I have a novel to finish, and then another one to start. There's a cool project that I need to jump into with Nick T. Chan, in which we're delving more into the world of Father Francis. And I have a story to write for the "Joe Ledger: Unstoppable" anthology.

That's more than enough to keep me busy.

Wednesday, May 20, 2015

So far this week

It's only Wednesday, and I have plenty of news.

New York Times Bestselling author Jonathan Maberry and his co-editor Bryan Thomas Schmidt announced this on Monday:
JOE LEDGER NEWS! In 2017 St. Martin's Griffin will publish JOE LEDGER: UNSTOPPABLE -an anthology of Ledger stories written by some of today's masters of mayhem, including Larry Correia, Joe McKinney, Weston Ochse, Sherrilyn Kenyon, Christopher Golden, Tim Lebbon, Dana Fredsti, David Farland, Javier Grillo-Marxuach, Steve Alten, Jon McGoran, Scott Sigler, Ray Garton, Claire Ashgrove, Bryan Thomas Schmidt, Jennifer Campbell-Hicks, Jeremy Robinson, and James A. Moore. Plus I'll do an original Ledger story, too! Now THAT is a lineup. Mr. Church isn't the only one who has friends in the industry.
So, yeah, that's my name in there. I'm really excited to be part of this project! It's going to be fun, getting to play in Maberry's world. I'll share more details as I get them.

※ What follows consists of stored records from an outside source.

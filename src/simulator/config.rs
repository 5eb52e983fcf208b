//! Simulation configuration.

/// Configuration for a simulation batch.
#[derive(Debug, Clone)]
pub struct SimConfig {
    /// Number of campaigns to play
    pub num_runs: u32,

    /// Random seed for reproducibility (None = random)
    pub seed: Option<u64>,

    /// Autopilot drinks a potion when HP falls below this percent of max
    pub potion_percent: u32,

    /// Log verbosity (0 = silent, 1 = summary, 2 = per-run detail)
    pub verbosity: u8,
}

impl Default for SimConfig {
    fn default() -> Self {
        Self {
            num_runs: 1000,
            seed: None,
            potion_percent: 35,
            verbosity: 1,
        }
    }
}
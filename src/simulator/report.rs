//! Simulation report generation.

use super::runner::RunRecord;
use crate::campaign::Ending;
use std::fmt::Write;

/// Aggregated results from a simulation batch.
#[derive(Debug, Clone)]
pub struct SimReport {
    pub num_runs: u32,
    pub victories: u32,
    /// Deaths indexed by level (index 0 unused).
    pub defeats_by_level: Vec<u32>,

    pub avg_final_level: f64,
    pub avg_battles: f64,
    pub avg_potions_found: f64,
    pub avg_potions_drunk: f64,
    pub avg_damage_dealt: f64,
    pub avg_damage_taken: f64,
    /// Average HP fraction of survivors at the end, 0..=1.
    pub avg_survivor_hp_fraction: f64,
}

impl SimReport {
    pub fn from_runs(runs: Vec<RunRecord>) -> Self {
        let num_runs = runs.len() as u32;
        let denom = f64::from(num_runs.max(1));

        let mut victories = 0u32;
        let mut defeats_by_level = vec![0u32; 3];
        for run in &runs {
            match run.ending {
                Ending::Victory => victories += 1,
                Ending::Defeat { level } => {
                    let index = (level as usize).min(defeats_by_level.len() - 1);
                    defeats_by_level[index] += 1;
                }
                Ending::Retired { .. } => {}
            }
        }

        let avg_final_level =
            runs.iter().map(|r| f64::from(r.final_level)).sum::<f64>() / denom;
        let avg_battles = runs.iter().map(|r| f64::from(r.battles)).sum::<f64>() / denom;
        let avg_potions_found =
            runs.iter().map(|r| f64::from(r.potions_found)).sum::<f64>() / denom;
        let avg_potions_drunk =
            runs.iter().map(|r| f64::from(r.potions_drunk)).sum::<f64>() / denom;
        let avg_damage_dealt =
            runs.iter().map(|r| r.damage_dealt as f64).sum::<f64>() / denom;
        let avg_damage_taken =
            runs.iter().map(|r| r.damage_taken as f64).sum::<f64>() / denom;

        let survivors: Vec<&RunRecord> = runs
            .iter()
            .filter(|r| matches!(r.ending, Ending::Victory))
            .collect();
        let avg_survivor_hp_fraction = if survivors.is_empty() {
            0.0
        } else {
            survivors
                .iter()
                .map(|r| f64::from(r.final_hp) / f64::from(r.final_max_hp.max(1)))
                .sum::<f64>()
                / survivors.len() as f64
        };

        Self {
            num_runs,
            victories,
            defeats_by_level,
            avg_final_level,
            avg_battles,
            avg_potions_found,
            avg_potions_drunk,
            avg_damage_dealt,
            avg_damage_taken,
            avg_survivor_hp_fraction,
        }
    }

    pub fn win_rate(&self) -> f64 {
        if self.num_runs == 0 {
            0.0
        } else {
            f64::from(self.victories) / f64::from(self.num_runs)
        }
    }

    /// Renders the report as the text block the CLI prints.
    pub fn to_text(&self) -> String {
        let mut out = String::new();

        let _ = writeln!(out, "=== SIMULATION RESULTS ===");
        let _ = writeln!(out);
        let _ = writeln!(out, "Runs:            {}", self.num_runs);
        let _ = writeln!(
            out,
            "Victories:       {} ({:.1}%)",
            self.victories,
            self.win_rate() * 100.0
        );
        for (level, deaths) in self.defeats_by_level.iter().enumerate().skip(1) {
            let _ = writeln!(out, "Deaths on L{}:    {}", level, deaths);
        }
        let _ = writeln!(out);
        let _ = writeln!(out, "Avg final level: {:.2}", self.avg_final_level);
        let _ = writeln!(out, "Avg battles:     {:.2}", self.avg_battles);
        let _ = writeln!(out, "Avg potions:     {:.2} found, {:.2} drunk",
            self.avg_potions_found, self.avg_potions_drunk);
        let _ = writeln!(out, "Avg dmg dealt:   {:.1}", self.avg_damage_dealt);
        let _ = writeln!(out, "Avg dmg taken:   {:.1}", self.avg_damage_taken);
        let _ = writeln!(
            out,
            "Survivor HP:     {:.1}% of max",
            self.avg_survivor_hp_fraction * 100.0
        );

        out
    }
}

Last night, my dad and I went to the last Pen and Podium lecture of the year, a series sponsored by my employer The Denver Post. The guest was Neil Gaiman. We sat in the front row of the theater, dead center. It was 90 minutes of Neil Gaiman on the stage with a microphone. He talked about his career, read a couple of stories and answered some questions. Unsurprisingly, he's an excellent public speaker, engaging and funny.

Last bit of news: I have sent in my application to the Science Fiction and Fantasy Writers of America. I hope soon I will get word that I'm the newest member of SFWA.